*What to do*. Copy out the lines of the records below, and only those lines, from the one with "use std::time::Duration;" through the one with "fn runtime() ->", exactly as they appear.

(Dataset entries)
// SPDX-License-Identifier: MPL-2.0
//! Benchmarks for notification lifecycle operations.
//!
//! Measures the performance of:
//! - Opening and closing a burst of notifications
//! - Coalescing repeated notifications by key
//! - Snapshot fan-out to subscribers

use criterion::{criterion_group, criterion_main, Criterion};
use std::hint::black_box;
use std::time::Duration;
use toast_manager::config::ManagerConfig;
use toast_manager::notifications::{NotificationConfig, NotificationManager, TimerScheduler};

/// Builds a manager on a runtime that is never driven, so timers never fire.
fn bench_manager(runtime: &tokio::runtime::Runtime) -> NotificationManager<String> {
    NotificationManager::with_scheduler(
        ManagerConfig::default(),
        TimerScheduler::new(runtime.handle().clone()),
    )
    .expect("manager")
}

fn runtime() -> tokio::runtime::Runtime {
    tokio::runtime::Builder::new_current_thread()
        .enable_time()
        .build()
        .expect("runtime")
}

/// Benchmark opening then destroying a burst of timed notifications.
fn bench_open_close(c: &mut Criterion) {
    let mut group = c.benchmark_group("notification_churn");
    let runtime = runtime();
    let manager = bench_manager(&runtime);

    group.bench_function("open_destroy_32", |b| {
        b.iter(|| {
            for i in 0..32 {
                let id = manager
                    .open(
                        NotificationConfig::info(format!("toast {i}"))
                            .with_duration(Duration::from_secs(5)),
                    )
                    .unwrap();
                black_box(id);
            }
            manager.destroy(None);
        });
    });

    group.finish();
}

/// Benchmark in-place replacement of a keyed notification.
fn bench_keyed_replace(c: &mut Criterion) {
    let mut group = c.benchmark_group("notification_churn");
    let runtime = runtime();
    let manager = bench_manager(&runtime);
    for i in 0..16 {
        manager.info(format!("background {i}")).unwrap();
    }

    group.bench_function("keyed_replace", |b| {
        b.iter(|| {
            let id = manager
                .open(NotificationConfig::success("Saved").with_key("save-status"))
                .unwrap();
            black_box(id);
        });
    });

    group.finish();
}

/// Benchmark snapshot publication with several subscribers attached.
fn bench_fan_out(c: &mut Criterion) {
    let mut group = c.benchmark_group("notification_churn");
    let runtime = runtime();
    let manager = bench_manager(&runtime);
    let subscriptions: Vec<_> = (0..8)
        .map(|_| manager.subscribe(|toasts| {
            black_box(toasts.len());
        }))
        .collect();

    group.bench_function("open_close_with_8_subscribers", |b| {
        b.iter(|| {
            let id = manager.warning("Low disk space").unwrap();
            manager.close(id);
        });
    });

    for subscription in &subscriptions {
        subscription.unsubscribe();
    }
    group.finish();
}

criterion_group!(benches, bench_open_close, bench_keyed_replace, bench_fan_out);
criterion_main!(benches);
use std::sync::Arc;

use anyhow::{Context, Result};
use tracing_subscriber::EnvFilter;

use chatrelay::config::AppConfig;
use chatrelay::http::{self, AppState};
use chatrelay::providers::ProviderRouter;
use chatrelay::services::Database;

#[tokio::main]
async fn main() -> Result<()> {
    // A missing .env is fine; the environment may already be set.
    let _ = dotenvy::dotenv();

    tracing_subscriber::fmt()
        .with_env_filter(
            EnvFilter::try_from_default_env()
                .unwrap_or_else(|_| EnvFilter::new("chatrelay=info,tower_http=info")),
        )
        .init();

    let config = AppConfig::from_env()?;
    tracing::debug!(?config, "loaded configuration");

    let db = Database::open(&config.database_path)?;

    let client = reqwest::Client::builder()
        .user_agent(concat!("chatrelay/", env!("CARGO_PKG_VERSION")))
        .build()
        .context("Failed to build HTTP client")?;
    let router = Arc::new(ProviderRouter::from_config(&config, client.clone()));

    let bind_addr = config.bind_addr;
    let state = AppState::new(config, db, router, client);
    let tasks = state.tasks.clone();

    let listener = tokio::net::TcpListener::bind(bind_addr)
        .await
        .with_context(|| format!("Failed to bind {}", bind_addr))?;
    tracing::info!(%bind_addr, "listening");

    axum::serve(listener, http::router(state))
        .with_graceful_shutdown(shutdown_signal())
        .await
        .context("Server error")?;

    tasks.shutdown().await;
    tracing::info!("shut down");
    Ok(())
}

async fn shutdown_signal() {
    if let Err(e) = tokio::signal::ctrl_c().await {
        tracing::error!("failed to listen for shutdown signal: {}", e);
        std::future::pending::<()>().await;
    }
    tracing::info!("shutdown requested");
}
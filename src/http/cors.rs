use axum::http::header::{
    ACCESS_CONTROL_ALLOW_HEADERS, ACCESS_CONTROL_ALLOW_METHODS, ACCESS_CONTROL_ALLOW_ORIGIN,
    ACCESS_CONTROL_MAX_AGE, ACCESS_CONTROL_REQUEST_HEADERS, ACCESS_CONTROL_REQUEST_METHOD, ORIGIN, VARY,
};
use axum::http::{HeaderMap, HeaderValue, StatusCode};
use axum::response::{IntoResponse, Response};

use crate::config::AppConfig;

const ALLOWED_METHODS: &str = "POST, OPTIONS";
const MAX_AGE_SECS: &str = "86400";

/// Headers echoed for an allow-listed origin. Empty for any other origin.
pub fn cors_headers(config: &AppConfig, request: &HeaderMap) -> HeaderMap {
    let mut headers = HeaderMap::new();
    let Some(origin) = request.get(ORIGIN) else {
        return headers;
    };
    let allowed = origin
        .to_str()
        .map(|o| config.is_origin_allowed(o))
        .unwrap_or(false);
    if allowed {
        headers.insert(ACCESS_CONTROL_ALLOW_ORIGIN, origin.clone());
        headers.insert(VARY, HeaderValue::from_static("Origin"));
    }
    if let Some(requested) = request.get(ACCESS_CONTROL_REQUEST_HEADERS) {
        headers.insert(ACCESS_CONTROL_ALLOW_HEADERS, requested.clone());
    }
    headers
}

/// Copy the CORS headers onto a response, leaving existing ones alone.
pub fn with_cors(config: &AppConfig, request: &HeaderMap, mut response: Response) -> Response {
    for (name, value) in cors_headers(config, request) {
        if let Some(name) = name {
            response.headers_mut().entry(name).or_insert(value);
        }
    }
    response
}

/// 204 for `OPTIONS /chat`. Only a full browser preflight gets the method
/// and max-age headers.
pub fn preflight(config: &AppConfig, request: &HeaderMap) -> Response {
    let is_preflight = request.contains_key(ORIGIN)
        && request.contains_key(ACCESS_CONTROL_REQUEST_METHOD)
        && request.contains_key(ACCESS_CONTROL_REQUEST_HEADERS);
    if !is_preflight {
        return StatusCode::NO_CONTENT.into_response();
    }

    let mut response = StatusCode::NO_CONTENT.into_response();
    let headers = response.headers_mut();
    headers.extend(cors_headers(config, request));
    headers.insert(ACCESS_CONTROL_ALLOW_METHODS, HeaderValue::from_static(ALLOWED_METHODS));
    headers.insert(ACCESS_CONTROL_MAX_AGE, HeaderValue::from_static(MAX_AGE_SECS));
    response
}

*Written response*.
use std::time::Duration;
use toast_manager::config::ManagerConfig;
use toast_manager::notifications::{NotificationConfig, NotificationManager, TimerScheduler};

/// Builds a manager on a runtime that is never driven, so timers never fire.
fn bench_manager(runtime: &tokio::runtime::Runtime) -> NotificationManager<String> {
    NotificationManager::with_scheduler(
        ManagerConfig::default(),
        TimerScheduler::new(runtime.handle().clone()),
    )
    .expect("manager")
}

fn runtime() -> tokio::runtime::Runtime {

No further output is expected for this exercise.